As Europe waits to see what follows the Cypress haircut and Italian political deadlock; Japan waits to see if its efforts at halting deflation produce progress, ignite excess inflation, or fail; China waits to see if it can sustain growth while coping with raging inequality and corruption; and the rest of the world waits for growth, it is nice to see such optimism about markets and America. Tight oil and fracked gas, a return of manufacturing, the housing market nearly back to normal — all good, right?
Perhaps I remain the only skeptic left on the housing market. To me, much of the recovery was spurred by investors snapping up single-family houses at depressed rates in order to rent them out. That is fine, but it makes housing a speculative asset market, rather than a market driven by a steady expansion of basic demand from new household formation.
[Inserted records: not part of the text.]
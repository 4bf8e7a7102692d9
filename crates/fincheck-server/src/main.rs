mod api;
mod middleware;

use std::sync::Arc;

use tracing_subscriber::EnvFilter;

use crate::api::{build_app, AppState, HttpSettings};

#[tokio::main]
async fn main() -> anyhow::Result<()> {
    dotenvy::dotenv().ok();
    let config = fincheck_core::load_app_config()?;
    let env_filter = EnvFilter::try_from_default_env()
        .or_else(|_| EnvFilter::try_new(config.log_level.clone()))?;
    tracing_subscriber::fmt().with_env_filter(env_filter).init();
    tracing::debug!(?config, "configuration loaded");

    let pool_config = fincheck_db::PoolConfig::from_app_config(&config);
    let pool = fincheck_db::connect_pool(&config.database_url, pool_config).await?;
    let applied = fincheck_db::run_migrations(&pool).await?;
    tracing::info!(applied, "database ready");

    tokio::fs::create_dir_all(&config.upload_dir).await?;

    let analyzer = fincheck_analyzer::GeminiClient::with_base_url(
        &config.gemini_api_key,
        &config.gemini_model,
        &config.gemini_base_url,
    )?;

    let state = AppState {
        pool,
        analyzer,
        upload_dir: Arc::new(config.upload_dir.clone()),
    };
    let settings = HttpSettings {
        static_dir: config.static_dir.clone(),
        max_upload_bytes: config.max_upload_bytes,
    };
    let app = build_app(state, &settings);

    let listener = tokio::net::TcpListener::bind(config.bind_addr).await?;
    tracing::info!(addr = %config.bind_addr, "listening");
    axum::serve(listener, app)
        .with_graceful_shutdown(shutdown_signal())
        .await?;
    Ok(())
}

async fn shutdown_signal() {
    let ctrl_c = async {
        tokio::signal::ctrl_c()
            .await
            .expect("failed to listen for ctrl-c");
    };

    #[cfg(unix)]
    let terminate = async {
        tokio::signal::unix::signal(tokio::signal::unix::SignalKind::terminate())
            .expect("failed to install signal handler")
            .recv()
            .await;
    };

    #[cfg(not(unix))]
    let terminate = std::future::pending::<()>();

    tokio::select! {
        () = ctrl_c => {},
        () = terminate => {},
    }

    tracing::info!("received shutdown signal, starting graceful shutdown");
}
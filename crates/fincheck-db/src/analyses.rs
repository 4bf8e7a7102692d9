//! Database operations for the `analyses` table.
//!
//! The table is append-only: there is an insert and a full listing, nothing else.

use chrono::{DateTime, Utc};
use fincheck_core::{AnalysisRecord, NewAnalysis};
use sqlx::SqlitePool;

use crate::DbError;

/// A row from the `analyses` table.
#[derive(Debug, Clone, sqlx::FromRow)]
pub struct AnalysisRow {
    pub id: i64,
    pub company_name: String,
    pub description: String,
    pub verdict: String,
    pub date: String,
    pub created_at: DateTime<Utc>,
}

impl From<AnalysisRow> for AnalysisRecord {
    fn from(row: AnalysisRow) -> Self {
        Self {
            id: row.id,
            company_name: row.company_name,
            description: row.description,
            verdict: row.verdict,
            date: row.date,
            created_at: row.created_at,
        }
    }
}

/// Insert a new analysis and return the stored record.
///
/// The id and `created_at` are assigned here; the four analysis fields are
/// stored exactly as given.
///
/// # Errors
///
/// Returns [`DbError::Sqlx`] if the insert fails.
pub async fn insert_analysis(
    pool: &SqlitePool,
    analysis: &NewAnalysis,
) -> Result<AnalysisRecord, DbError> {
    let row = sqlx::query_as::<_, AnalysisRow>(
        "INSERT INTO analyses (company_name, description, verdict, date, created_at) \
         VALUES (?1, ?2, ?3, ?4, ?5) \
         RETURNING id, company_name, description, verdict, date, created_at",
    )
    .bind(&analysis.company_name)
    .bind(&analysis.description)
    .bind(&analysis.verdict)
    .bind(&analysis.date)
    .bind(Utc::now())
    .fetch_one(pool)
    .await?;

    tracing::debug!(id = row.id, company = %row.company_name, "analysis stored");
    Ok(row.into())
}

/// List every stored analysis, newest first.
///
/// Ordered by `created_at DESC` then `id DESC`. No limit is applied.
///
/// # Errors
///
/// Returns [`DbError::Sqlx`] if the query fails.
pub async fn list_analyses(pool: &SqlitePool) -> Result<Vec<AnalysisRecord>, DbError> {
    let rows = sqlx::query_as::<_, AnalysisRow>(
        "SELECT id, company_name, description, verdict, date, created_at \
         FROM analyses \
         ORDER BY created_at DESC, id DESC",
    )
    .fetch_all(pool)
    .await?;

    Ok(rows.into_iter().map(AnalysisRecord::from).collect())
}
Speculative asset markets peter out or crash. Steady demand-driven markets underwrite long-term real growth. So there is a real question whether the housing market revival portens the former or the latter.
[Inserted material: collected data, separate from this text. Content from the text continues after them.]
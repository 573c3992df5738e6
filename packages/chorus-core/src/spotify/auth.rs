//! OAuth flows against the provider's accounts service.
//!
//! Builds the user-facing authorization URL and exchanges authorization
//! codes and refresh tokens for access tokens.

use reqwest::Client;
use url::Url;

use super::api::{SpotifyError, SpotifyResult};
use super::types::TokenGrant;
use crate::state::SpotifyConfig;

const ACCOUNTS_BASE: &str = "https://accounts.spotify.com";

/// Scopes the room coordinator needs: read playback, control playback,
/// read the library for random-liked picks, and identify the account.
pub const OAUTH_SCOPES: &[&str] = &[
    "user-read-playback-state",
    "user-modify-playback-state",
    "user-library-read",
    "user-read-email",
    "user-read-private",
];

/// Builds the authorization redirect URL, with `state` carrying the
/// opaque session id through the OAuth round-trip.
#[must_use]
pub fn authorize_url(config: &SpotifyConfig, state: &str) -> String {
    let mut url = Url::parse(&format!("{ACCOUNTS_BASE}/authorize")).expect("static URL parses");

    url.query_pairs_mut()
        .append_pair("response_type", "code")
        .append_pair("client_id", &config.client_id)
        .append_pair("scope", &OAUTH_SCOPES.join(" "))
        .append_pair("redirect_uri", &config.redirect_uri)
        .append_pair("state", state);

    url.to_string()
}

async fn token_request(
    client: &Client,
    config: &SpotifyConfig,
    form: &[(&str, &str)],
) -> SpotifyResult<TokenGrant> {
    let res = client
        .post(format!("{ACCOUNTS_BASE}/api/token"))
        .basic_auth(&config.client_id, Some(&config.client_secret))
        .form(form)
        .send()
        .await?;

    let status = res.status();
    if !status.is_success() {
        let body = res.text().await.unwrap_or_default();
        return Err(match status.as_u16() {
            400 | 401 => SpotifyError::Unauthorized,
            code => SpotifyError::Api(code, body),
        });
    }

    res.json::<TokenGrant>()
        .await
        .map_err(|e| SpotifyError::Parse(e.to_string()))
}

/// Exchanges an authorization code for an access + refresh token pair.
pub async fn code_grant(
    client: &Client,
    config: &SpotifyConfig,
    code: &str,
) -> SpotifyResult<TokenGrant> {
    token_request(
        client,
        config,
        &[
            ("grant_type", "authorization_code"),
            ("code", code),
            ("redirect_uri", &config.redirect_uri),
        ],
    )
    .await
}

/// Exchanges a refresh token for a fresh access token.
pub async fn refresh_grant(
    client: &Client,
    config: &SpotifyConfig,
    refresh_token: &str,
) -> SpotifyResult<TokenGrant> {
    token_request(
        client,
        config,
        &[
            ("grant_type", "refresh_token"),
            ("refresh_token", refresh_token),
        ],
    )
    .await
}
//! Core application configuration.
//!
//! [`Config`] holds every tunable the room coordinator reads at runtime.
//! The server binary builds it from a YAML file, environment overrides, and
//! CLI flags, then hands it to [`crate::bootstrap::bootstrap_services`].

use std::path::PathBuf;

use serde::{Deserialize, Serialize};

/// Built-in fallback playlist used when none is configured.
pub const DEFAULT_FALLBACK_PLAYLIST: &str = "spotify:playlist:37i9dQZF1DXcBWIGoYBM5M";

/// OAuth application credentials for the music provider.
#[derive(Debug, Clone, Default, Serialize, Deserialize)]
pub struct SpotifyConfig {
    /// OAuth client id.
    pub client_id: String,

    /// OAuth client secret.
    pub client_secret: String,

    /// Redirect URI registered with the provider; must point at this
    /// server's `/callback` route.
    pub redirect_uri: String,
}

impl SpotifyConfig {
    /// Returns an error if any credential field is missing.
    pub fn validate(&self) -> Result<(), String> {
        if self.client_id.is_empty() {
            return Err("spotify.client_id must be set".to_string());
        }
        if self.client_secret.is_empty() {
            return Err("spotify.client_secret must be set".to_string());
        }
        if self.redirect_uri.is_empty() {
            return Err("spotify.redirect_uri must be set".to_string());
        }
        Ok(())
    }
}

/// Configuration for the Chorus room coordinator.
///
/// All fields except the provider credentials have sensible defaults.
#[derive(Debug, Clone, Serialize, Deserialize)]
pub struct Config {
    // Server
    /// Port for the HTTP + WebSocket server (both share one port).
    pub listen_port: u16,

    /// URL of the front-end the OAuth callback redirects back to.
    pub frontend_url: String,

    // Reconciliation
    /// Reconciliation tick period in milliseconds.
    pub poll_interval_ms: u64,

    /// Sessions whose last heartbeat is older than this are evicted.
    pub heartbeat_timeout_ms: u64,

    // Room policy
    /// Emails permitted to take master control.
    #[serde(default)]
    pub control_allowlist: Vec<String>,

    /// Seed playlist for the fallback queue.
    pub fallback_playlist: String,

    // Persistence
    /// Directory for queue/sessions/history files. `None` disables
    /// persistence (state is in-memory only).
    #[serde(default)]
    pub data_dir: Option<PathBuf>,

    /// Provider OAuth credentials.
    #[serde(default)]
    pub spotify: SpotifyConfig,

    /// Verbose reconciliation logging.
    #[serde(default)]
    pub debug: bool,
}

impl Config {
    /// Validates the configuration values.
    pub fn validate(&self) -> Result<(), String> {
        if self.poll_interval_ms == 0 {
            return Err("poll_interval_ms must be >= 1".to_string());
        }
        if self.heartbeat_timeout_ms == 0 {
            return Err("heartbeat_timeout_ms must be >= 1".to_string());
        }
        if self.fallback_playlist.is_empty() {
            return Err("fallback_playlist must not be empty".to_string());
        }
        self.spotify.validate()
    }

    /// Returns true if the given email may take master control.
    #[must_use]
    pub fn email_allowed_control(&self, email: &str) -> bool {
        self.control_allowlist
            .iter()
            .any(|allowed| allowed.eq_ignore_ascii_case(email))
    }
}

impl Default for Config {
    fn default() -> Self {
        Self {
            listen_port: 8080,
            frontend_url: "http://localhost:3000".to_string(),
            poll_interval_ms: 1000,
            heartbeat_timeout_ms: 60_000,
            control_allowlist: Vec::new(),
            fallback_playlist: DEFAULT_FALLBACK_PLAYLIST.to_string(),
            data_dir: None,
            spotify: SpotifyConfig::default(),
            debug: false,
        }
    }
}
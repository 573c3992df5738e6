//! Retry logic for transient provider errors.
//!
//! Metadata fetches that fail with timeouts, rate limits, or 5xx
//! responses get a couple of spaced re-attempts. Player commands are
//! never retried here; the reconciliation loop's next tick is their
//! retry.

use std::time::Duration;

use super::api::SpotifyResult;

/// Total attempts per request, the first one included.
const MAX_ATTEMPTS: u32 = 3;

/// Wait between attempts grows by this step (250ms, then 500ms).
const BACKOFF_STEP_MS: u64 = 250;

/// Executes a provider request, re-attempting transient failures.
///
/// Permanent errors and the final transient failure are returned to the
/// caller as-is.
///
/// # Arguments
/// * `action` - Action name for logging
/// * `operation` - Closure that performs the request
pub(crate) async fn with_retry<T, F, Fut>(action: &str, mut operation: F) -> SpotifyResult<T>
where
    F: FnMut() -> Fut,
    Fut: std::future::Future<Output = SpotifyResult<T>>,
{
    let mut attempt = 1;
    loop {
        let error = match operation().await {
            Ok(value) => return Ok(value),
            Err(error) => error,
        };

        if !error.is_transient() || attempt >= MAX_ATTEMPTS {
            return Err(error);
        }

        let delay = Duration::from_millis(BACKOFF_STEP_MS * u64::from(attempt));
        log::warn!(
            "[Spotify] {} hit a transient failure ({}), re-attempting in {}ms ({}/{})",
            action,
            error,
            delay.as_millis(),
            attempt + 1,
            MAX_ATTEMPTS
        );
        tokio::time::sleep(delay).await;
        attempt += 1;
    }
}

#[cfg(test)]
mod tests {
    use super::*;
    use crate::spotify::api::SpotifyError;
    use std::sync::atomic::{AtomicUsize, Ordering};

    #[tokio::test]
    async fn returns_first_success() {
        let calls = AtomicUsize::new(0);
        let result = with_retry("test", || {
            calls.fetch_add(1, Ordering::SeqCst);
            async { Ok::<_, SpotifyError>(42) }
        })
        .await;
        assert_eq!(result.unwrap(), 42);
        assert_eq!(calls.load(Ordering::SeqCst), 1);
    }

    #[tokio::test]
    async fn does_not_retry_permanent_errors() {
        let calls = AtomicUsize::new(0);
        let result: SpotifyResult<()> = with_retry("test", || {
            calls.fetch_add(1, Ordering::SeqCst);
            async { Err(SpotifyError::NotFound) }
        })
        .await;
        assert!(matches!(result, Err(SpotifyError::NotFound)));
        assert_eq!(calls.load(Ordering::SeqCst), 1);
    }

    #[tokio::test]
    async fn retries_transient_then_succeeds() {
        let calls = AtomicUsize::new(0);
        let result = with_retry("test", || {
            let n = calls.fetch_add(1, Ordering::SeqCst);
            async move {
                if n == 0 {
                    Err(SpotifyError::Api(503, "unavailable".into()))
                } else {
                    Ok(7)
                }
            }
        })
        .await;
        assert_eq!(result.unwrap(), 7);
        assert_eq!(calls.load(Ordering::SeqCst), 2);
    }

    #[tokio::test]
    async fn gives_up_after_max_attempts() {
        let calls = AtomicUsize::new(0);
        let result: SpotifyResult<()> = with_retry("test", || {
            calls.fetch_add(1, Ordering::SeqCst);
            async { Err(SpotifyError::Api(503, "still down".into())) }
        })
        .await;
        assert!(matches!(result, Err(SpotifyError::Api(503, _))));
        assert_eq!(calls.load(Ordering::SeqCst), MAX_ATTEMPTS as usize);
    }
}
Here is what the demography and economics suggest. The size of the first-time home-buyer cohort (25-40) will grow by just under 1% per year for the next ten years; that is not bad. But two other factors come into play. First, people buy new homes when they are expecting their first or additional children. The fertility rate in the US has fallen to an all-time low, and the number of births is declining. Even more important, the ability of young people to buy homes is being hit both by heavy burdens of student debt (so that student loan payments compete with mortgage payments for available income) and stagnant wages. In fact the percent of people 20 and older living with their parents has doubled in the last 20 yrs, from 1 in 10 to 1 in 5.
So expect the new home market will level off soon — barring a big upswing in incomes or birth rates, neither of which I see as likely.